Republic of Chad
Population: 15.5 million GDP (PPP): $33 billion (2023) HDI: 189 (2022)
Republic of Chad
Population: 15.5 million GDP (PPP): $33 billion (2023) HDI: 189 (2022)
- Chad has the third-lowest level of access to safe water and the lowest level of access to adequate sanitation in all of Africa. Water infrastructure is largely undeveloped and surface water resources are limited.

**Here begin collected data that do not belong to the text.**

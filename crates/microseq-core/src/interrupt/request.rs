/// Width of the request vector in bits.
pub const REQUEST_WIDTH: u32 = 20;
/// Mask of valid request vector bits.
pub const REQUEST_MASK: u32 = (1 << REQUEST_WIDTH) - 1;
/// Lowest bit of the 3-bit instruction trap code field.
pub const TRAP_CODE_SHIFT: u32 = 17;

const TRAP_CODE_MASK: u32 = 0x7;

/// Single-bit request vector signals, numbered by bit position.
#[derive(Debug, Clone, Copy, PartialEq, Eq, Hash)]
#[cfg_attr(feature = "serde", derive(serde::Deserialize, serde::Serialize))]
#[repr(u8)]
pub enum RequestLine {
    /// Processor is in wait mode.
    WaitMode = 0,
    /// Priority sample strobe (`PLIR`); rungs other than row 0 require it.
    Sample = 1,
    /// PSW trace bit.
    PswTrace = 2,
    /// PSW priority bit; masks the radial and vectored interrupts.
    PswPriority = 3,
    /// PSW bit 10: vector fetch in progress.
    VectorFetch = 4,
    /// PSW bit 11: halt mode.
    HaltMode = 5,
    /// Unrecognized opcode reported by the decode matrix.
    ReservedOpcode = 6,
    /// Double bus error.
    DoubleError = 7,
    /// Odd address on a word access.
    OddAddress = 8,
    /// Bus timeout (`QBTO`).
    BusTimeout = 9,
    /// Radial interrupt 1 (halt request).
    Irq1 = 10,
    /// Radial interrupt 2.
    Irq2 = 11,
    /// Radial interrupt 3.
    Irq3 = 12,
    /// `ACOK` rising edge detector (power restore).
    PowerRestore = 13,
    /// `ACLO` falling edge detector (power fail).
    PowerFail = 14,
    /// Vectored interrupt line, low-active: set means no request.
    VirqIdle = 15,
    /// Timer event; sampled by variant G only.
    TimerEvent = 16,
}

impl RequestLine {
    /// Every line in bit order.
    pub const ALL: [Self; 17] = [
        Self::WaitMode,
        Self::Sample,
        Self::PswTrace,
        Self::PswPriority,
        Self::VectorFetch,
        Self::HaltMode,
        Self::ReservedOpcode,
        Self::DoubleError,
        Self::OddAddress,
        Self::BusTimeout,
        Self::Irq1,
        Self::Irq2,
        Self::Irq3,
        Self::PowerRestore,
        Self::PowerFail,
        Self::VirqIdle,
        Self::TimerEvent,
    ];

    /// Bit position in the request vector.
    #[must_use]
    pub const fn bit(self) -> u32 {
        self as u32
    }

    const fn mask(self) -> u32 {
        1 << self.bit()
    }
}

/// Trap instruction in flight, carried in `rq[19:17]`.
#[derive(Debug, Clone, Copy, PartialEq, Eq, Hash)]
#[cfg_attr(feature = "serde", derive(serde::Deserialize, serde::Serialize))]
#[repr(u8)]
pub enum InstructionTrap {
    /// No trap instruction.
    Clear = 0,
    /// `BPT`.
    Bpt = 1,
    /// `IOT`.
    Iot = 2,
    /// `EMT`.
    Emt = 3,
    /// `TRAP`.
    Trap = 4,
    /// `HALT`.
    Halt = 5,
}

impl InstructionTrap {
    /// Field code.
    #[must_use]
    pub const fn code(self) -> u8 {
        self as u8
    }

    /// Decodes a field code; 6 and 7 are malformed.
    #[must_use]
    pub const fn from_u3(code: u8) -> Option<Self> {
        match code {
            0 => Some(Self::Clear),
            1 => Some(Self::Bpt),
            2 => Some(Self::Iot),
            3 => Some(Self::Emt),
            4 => Some(Self::Trap),
            5 => Some(Self::Halt),
            _ => None,
        }
    }

    /// Trap code a caller reports while `ir` holds this opcode.
    #[must_use]
    pub const fn classify(ir: u16) -> Self {
        match ir {
            0o000000 => Self::Halt,
            0o000003 => Self::Bpt,
            0o000004 => Self::Iot,
            0o104000..=0o104377 => Self::Emt,
            0o104400..=0o104777 => Self::Trap,
            _ => Self::Clear,
        }
    }
}

const PENDING_MASK: u32 = RequestLine::ReservedOpcode.mask()
    | RequestLine::DoubleError.mask()
    | RequestLine::OddAddress.mask()
    | RequestLine::BusTimeout.mask()
    | RequestLine::Irq1.mask()
    | RequestLine::Irq2.mask()
    | RequestLine::Irq3.mask()
    | RequestLine::PowerRestore.mask()
    | RequestLine::PowerFail.mask()
    | RequestLine::TimerEvent.mask();

/// Caller-assembled 20-bit request snapshot for one priority evaluation.
#[derive(Debug, Clone, Copy, PartialEq, Eq, Hash)]
#[cfg_attr(feature = "serde", derive(serde::Deserialize, serde::Serialize))]
pub struct RequestVector(u32);

impl Default for RequestVector {
    fn default() -> Self {
        Self::QUIESCENT
    }
}

impl RequestVector {
    /// Sample strobe asserted, vectored line idle, nothing requesting.
    pub const QUIESCENT: Self =
        Self(RequestLine::Sample.mask() | RequestLine::VirqIdle.mask());

    /// Wraps raw bits. Bits above [`REQUEST_WIDTH`] are dropped.
    #[must_use]
    pub const fn from_bits(bits: u32) -> Self {
        Self(bits & REQUEST_MASK)
    }

    /// Raw request bits.
    #[must_use]
    pub const fn bits(self) -> u32 {
        self.0
    }

    /// Returns a copy with `line` driven to `level`.
    #[must_use]
    pub const fn with_line(self, line: RequestLine, level: bool) -> Self {
        if level {
            Self(self.0 | line.mask())
        } else {
            Self(self.0 & !line.mask())
        }
    }

    /// Level of `line`.
    #[must_use]
    pub const fn line(self, line: RequestLine) -> bool {
        self.0 & line.mask() != 0
    }

    /// Returns a copy with the vectored interrupt requested or released.
    #[must_use]
    pub const fn with_vectored_request(self, requested: bool) -> Self {
        self.with_line(RequestLine::VirqIdle, !requested)
    }

    /// Returns a copy carrying `trap` in the trap code field.
    #[must_use]
    pub const fn with_trap(self, trap: InstructionTrap) -> Self {
        Self(
            (self.0 & !(TRAP_CODE_MASK << TRAP_CODE_SHIFT))
                | ((trap.code() as u32) << TRAP_CODE_SHIFT),
        )
    }

    /// Raw trap code field, `rq[19:17]`.
    #[must_use]
    pub const fn trap_code(self) -> u8 {
        ((self.0 >> TRAP_CODE_SHIFT) & TRAP_CODE_MASK) as u8
    }

    /// Decoded trap code; `None` for the malformed codes 6 and 7.
    #[must_use]
    pub const fn trap(self) -> Option<InstructionTrap> {
        InstructionTrap::from_u3(self.trap_code())
    }

    /// True when any condition other than the PSW and strobe inputs is active.
    #[must_use]
    pub const fn has_pending_condition(self) -> bool {
        self.0 & PENDING_MASK != 0
            || !self.line(RequestLine::VirqIdle)
            || self.trap_code() != 0
    }
}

- Less than one in two children has access to safe drinking water, while only one in ten has access to improved sanitation and one in 17 children wash their hands with soap and water. Access to basic drinking water services is at 43% and to sanitation is at 10%
-Conflict torn areas forego water, especially clean water. In the refugee camps at Adré, in eastern Chad, some 200,000 people are receiving just five to six litres of water daily, well below the recommended emergency standard of 20 litres per day.
-The open defecation rate in Chad is 68 per cent, at the national level. With the lack of access to adequate water and sanitation having strong impacts on human health: approximately one out of every five children die before reaching the age of five primarily due to water-related diseases.
-Some women walk for three or four kilometres before waiting for up to three hours in a queue to fetch drinking water for their families.
-Over 10 million people across the Lake Chad Basin are in urgent need of humanitarian assistance.
-Since 2014, CERF has provided nearly $156 million for life-saving humanitarian assistance to people affected by the conflict and deepening food crisis.
-To increase access to clean water in Chad, Africare has constructed 113 wells since 2008 throughout Batha and Ouaddai, two of the most vulnerable, food insecure regions. Built in mostly high population density areas, the wells now benefit almost 35,000 people throughout the targeted regions.
-United Nations legislative initiatives: The national sanitation policy and strategy adopted in 2017, The National Water and Sanitation Investment Plan 2016-2030 and The roadmap for an open defecation-free Chad by 2030.
-A UNICEF project sponsored by CERF has brought hope for some of the youth touched by violence while tackling protection and economic empowerment in an innovative way. 100 young people are now learning how to build bio-sand filters, fix water points, make soap and build latrines to improve sanitation in the Lake Chad region. The project aims to respond to the immediate needs of the population in terms of access to clean water and promotion of good hygiene practices. (Image Below)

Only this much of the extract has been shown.